PostgreSQL has had a module available in contrib since version 8.4 - pg_stat_statements, originally developed by Takahiro Itagaki. The module blames execution costs on queries, so that bottlenecks in production can be isolated to points in the application. It does so by providing a view that is continually updated, giving real-time statistical information. Here is an example from the Postgres 9.2 docs:


bench=# SELECT pg_stat_statements_reset();

$ pgbench -i bench
$ pgbench -c10 -t300 bench

bench=# \x
bench=# SELECT query, calls, total_time, rows, 100.0 * shared_blks_hit /
               nullif(shared_blks_hit + shared_blks_read, 0) AS hit_percent
          FROM pg_stat_statements ORDER BY total_time DESC LIMIT 5;
-[ RECORD 1 ]---------------------------------------------------------------------
query       | UPDATE pgbench_branches SET bbalance = bbalance + ? WHERE bid = ?;
calls       | 3000
total_time  | 9.60900100000002
rows        | 2836
hit_percent | 99.9778970000200936
-[ RECORD 2 ]---------------------------------------------------------------------
query       | UPDATE pgbench_tellers SET tbalance = tbalance + ? WHERE tid = ?;
calls       | 3000
total_time  | 8.015156
rows        | 2990
hit_percent | 99.9731126579631345
-[ RECORD 3 ]---------------------------------------------------------------------
query       | copy pgbench_accounts from stdin
calls       | 1
total_time  | 0.310624
rows        | 100000
hit_percent | 0.30395136778115501520
-[ RECORD 4 ]---------------------------------------------------------------------
query       | UPDATE pgbench_accounts SET abalance = abalance + ? WHERE aid = ?;
calls       | 3000
total_time  | 0.271741999999997
rows        | 3000
hit_percent | 93.7968855088209426
-[ RECORD 5 ]---------------------------------------------------------------------
query       | alter table pgbench_accounts add primary key (aid)
calls       | 1
total_time  | 0.08142
rows        | 0
hit_percent | 34.4947735191637631

This is an extremely useful feature. However, its usefulness has historically been highly limited by the fact that it differentiated queries based solely on their query string. This effectively limited the use of the module to code that mostly or entirely used prepared statements. If non-prepared statements were used, what you ended up with was something that looked like this:
-[ RECORD 1 ]---------------------------------------------------------------------
query       | UPDATE pgbench_branches SET bbalance = bbalance + 5 WHERE bid = 3;
calls       | 1
total_time  | 0.002
rows        | 1
hit_percent | 99.9778970000200936
-[ RECORD 2 ]---------------------------------------------------------------------
query       | UPDATE pgbench_branches SET bbalance = bbalance + 4343 WHERE bid = 42;
calls       | 1
total_time  | 0.0044
rows        | 1
hit_percent | 99.9778970000200936
-[ RECORD 3 ]---------------------------------------------------------------------
query       | UPDATE pgbench_branches SET bbalance = bbalance + -2329 WHERE bid = 4543;
calls       | 1
total_time  | 0.003
rows        | 1
hit_percent | 99.9778970000200936
-[ RECORD 4 ]---------------------------------------------------------------------
query       | UPDATE pgbench_branches SET bbalance = bbalance + 9005 WHERE bid = 7392;
calls       | 1
total_time  | 0.005
rows        | 1
hit_percent | 99.9778970000200936
Pretty soon, the shared memory area that stores these statements is filled with a great many entries, each perhaps differing only in the constants used in a single execution of the query, and with no way to aggregate the information to usefully inform optimisation efforts.

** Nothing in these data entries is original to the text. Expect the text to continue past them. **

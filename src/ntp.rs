use byteorder::{BigEndian, ByteOrder};

/// Size of an NTP message without extension fields or MAC.
pub const NTP_PACKET_SIZE: usize = 48;

/// Well-known NTP server port.
pub const NTP_PORT: u16 = 123;

/// Seconds between 1900-01-01 (NTP era 0) and 1970-01-01 (Unix epoch).
pub const SEVENTY_YEARS: i64 = 2_208_988_800;

const NTP_ERA_SECS: i64 = 1 << 32;

// Header constants for a client request
const LI_VN_MODE: u8 = 0b1110_0011; // LI=3 (unsynchronized), VN=4, Mode=3 (client)
const STRATUM: u8 = 0;
const POLL_INTERVAL: u8 = 6;
const PRECISION: u8 = 0xEC;
const REFERENCE_ID: [u8; 4] = [0x31, 0x4E, 0x31, 0x34];

const REFERENCE_ID_OFFSET: usize = 12;
const TRANSMIT_SECS_OFFSET: usize = 40;

/// Builds the 48-byte client request. Everything outside the header flags,
/// poll, precision and reference id is zero.
pub fn build_request() -> [u8; NTP_PACKET_SIZE] {
    let mut buf = [0u8; NTP_PACKET_SIZE];
    buf[0] = LI_VN_MODE;
    buf[1] = STRATUM;
    buf[2] = POLL_INTERVAL;
    buf[3] = PRECISION;
    // 8 bytes of zero for Root Delay & Root Dispersion
    buf[REFERENCE_ID_OFFSET..REFERENCE_ID_OFFSET + 4].copy_from_slice(&REFERENCE_ID);
    buf
}

/// Reads the transmit timestamp seconds (seconds since 1900, big-endian).
/// Returns `None` if the buffer is shorter than a full NTP message.
pub fn transmit_seconds(buf: &[u8]) -> Option<u32> {
    if buf.len() < NTP_PACKET_SIZE {
        return None;
    }
    Some(BigEndian::read_u32(&buf[TRANSMIT_SECS_OFFSET..TRANSMIT_SECS_OFFSET + 4]))
}

/// Decodes a server response into Unix seconds shifted by `utc_offset_secs`.
///
/// `None` means "no valid timestamp": the datagram is shorter than 48 bytes or
/// its transmit timestamp is zero. DST is not applied here.
///
/// A timestamp with the most significant bit clear is taken to be in NTP era 1
/// (on or after 2036-02-07 06:28:16 UTC), as RFC 4330 suggests.
pub fn decode_response(buf: &[u8], utc_offset_secs: i64) -> Option<i64> {
    let secs_since_1900 = transmit_seconds(buf)?;
    if secs_since_1900 == 0 {
        return None;
    }

    let mut secs = secs_since_1900 as i64;
    if secs_since_1900 & 0x8000_0000 == 0 {
        secs += NTP_ERA_SECS;
    }

    Some(secs - SEVENTY_YEARS + utc_offset_secs)
}

/// Formats a datagram as a hex dump, 16 bytes per line, grouped by 4.
pub fn hex_dump(buf: &[u8]) -> String {
    let mut out = String::with_capacity(buf.len() * 3 + buf.len() / 16 * 2);
    for (i, byte) in buf.iter().enumerate() {
        out.push_str(&format!("{:02X} ", byte));
        if (i + 1) % 16 == 0 {
            out.push('\n');
        } else if (i + 1) % 4 == 0 {
            out.push_str("| ");
        }
    }
    out
}

// ============================================================================
// TESTS
// ============================================================================
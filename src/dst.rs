//! Daylight-saving period calculation.
//!
//! Inputs are "normal time" (standard local time, no DST applied) together with
//! the standard UTC hour offset of the zone.

use crate::clock::civil_from_epoch;
use serde::{Deserialize, Serialize};
use std::fmt;
use std::str::FromStr;

/// Which daylight-saving rule-set applies.
#[derive(Debug, Clone, Copy, PartialEq, Eq, Default, Serialize, Deserialize)]
#[serde(rename_all = "lowercase")]
pub enum DstZone {
    #[default]
    None,
    /// Last Sunday of March 01:00 UTC until last Sunday of October 01:00 UTC.
    Eu,
    /// Second Sunday of March 02:00 local until first Sunday of November 02:00 local.
    Usa,
}

impl fmt::Display for DstZone {
    fn fmt(&self, f: &mut fmt::Formatter<'_>) -> fmt::Result {
        let name = match self {
            DstZone::None => "none",
            DstZone::Eu => "eu",
            DstZone::Usa => "usa",
        };
        f.write_str(name)
    }
}

impl FromStr for DstZone {
    type Err = anyhow::Error;

    fn from_str(s: &str) -> Result<Self, Self::Err> {
        match s.to_ascii_lowercase().as_str() {
            "none" | "off" => Ok(DstZone::None),
            "eu" => Ok(DstZone::Eu),
            "usa" | "us" => Ok(DstZone::Usa),
            other => Err(anyhow::anyhow!("unknown DST zone '{}'", other)),
        }
    }
}

/// Whether the given standard-time moment is inside the summer period.
/// `weekday` is 1 = Sunday ... 7 = Saturday.
pub fn is_dst(
    year: i32,
    month: u32,
    day: u32,
    hour: u32,
    weekday: u32,
    utc_hours: i8,
    zone: DstZone,
) -> bool {
    match zone {
        DstZone::None => false,
        DstZone::Eu => is_dst_eu(year, month, day as i32, hour as i32, utc_hours as i32),
        DstZone::Usa => is_dst_usa(month, day as i32, hour, weekday as i32),
    }
}

/// Same as [`is_dst`] for an epoch moment already shifted to local standard time.
pub fn is_dst_at(moment: i64, utc_hours: i8, zone: DstZone) -> bool {
    if zone == DstZone::None {
        return false;
    }
    let t = civil_from_epoch(moment);
    is_dst(t.year, t.month, t.day, t.hour, t.weekday, utc_hours, zone)
}

fn is_dst_eu(year: i32, month: u32, day: i32, hour: i32, tz_hours: i32) -> bool {
    if !(3..=10).contains(&month) {
        return false;
    }
    if month > 3 && month < 10 {
        return true;
    }

    // Hours since the start of the month, compared against the switch hour
    // (01:00 UTC expressed in local standard time) on the last Sunday.
    let hours_in_month = hour + 24 * day;
    if month == 3 {
        let last_sunday = 31 - (5 * year / 4 + 4) % 7;
        hours_in_month >= 1 + tz_hours + 24 * last_sunday
    } else {
        let last_sunday = 31 - (5 * year / 4 + 1) % 7;
        hours_in_month < 1 + tz_hours + 24 * last_sunday
    }
}

fn is_dst_usa(month: u32, day: i32, hour: u32, weekday: i32) -> bool {
    if !(3..=11).contains(&month) {
        return false;
    }
    if month > 3 && month < 11 {
        return true;
    }

    let first_sunday = (7 + day - weekday).rem_euclid(7) + 1;

    if month == 3 {
        let second_sunday = first_sunday + 7;
        if day != second_sunday {
            return day > second_sunday;
        }
        return hour >= 2;
    }

    // November
    if day != first_sunday {
        return day < first_sunday;
    }
    hour < 2
}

Why not just always use prepared statements? Well, some applications do. Prepared statements have historically been well supported by JDBC for example, so Java apps tended to be okay. However, there are practical reasons to avoid them. Prepared statements can easily have performance regressions compared to equivalent unprepared versions, since the optimizer won't necessarily be able to use as much data about MCVs and so on as in the regular case. There are also limitations in some popular ORMs, with, for example, the popular Rails' ActiveRecord ORM having just added prepared statement support recently. Ad-hoc queries are generally never prepared either. The traditional solution was log-parsing utilities, which analyse log files after-the-fact and output reports. I have found some of these tools to be rather awkward, with high resource requirements that often necessitate running log analysis on a separate server to process often hundreds of megabytes a day of verbose log ouput. Postgres logs are naturally very verbose when every single query's execution is logged.

Enter pg_stat_statements normalisation. Last night, Tom Lane committed the following patch of mine, which was sponsored by Heroku:

Improve contrib/pg_stat_statements to lump "similar" queries together.

pg_stat_statements now hashes selected fields of the analyzed parse tree to assign a "fingerprint" to each query, and groups all queries with the same fingerprint into a single entry in the pg_stat_statements view. In practice it is expected that queries with the same fingerprint will be equivalent except for values of literal constants. To make the display more useful, such constants are replaced by "?" in the displayed query strings.

This mechanism currently supports only optimizable queries (SELECT, INSERT, UPDATE, DELETE). Utility commands are still matched on the basis of their literal query strings.

There remain some open questions about how to deal with utility statements that contain optimizable queries (such as EXPLAIN and SELECT INTO) and how to deal with expiring speclative hashtable entries that are made to save the normalized form of a query string. However, fixing these issues should require only localized changes, and since there are other open patches involving contrib/pg_stat_statements, it seems best to go ahead and commit what we've got.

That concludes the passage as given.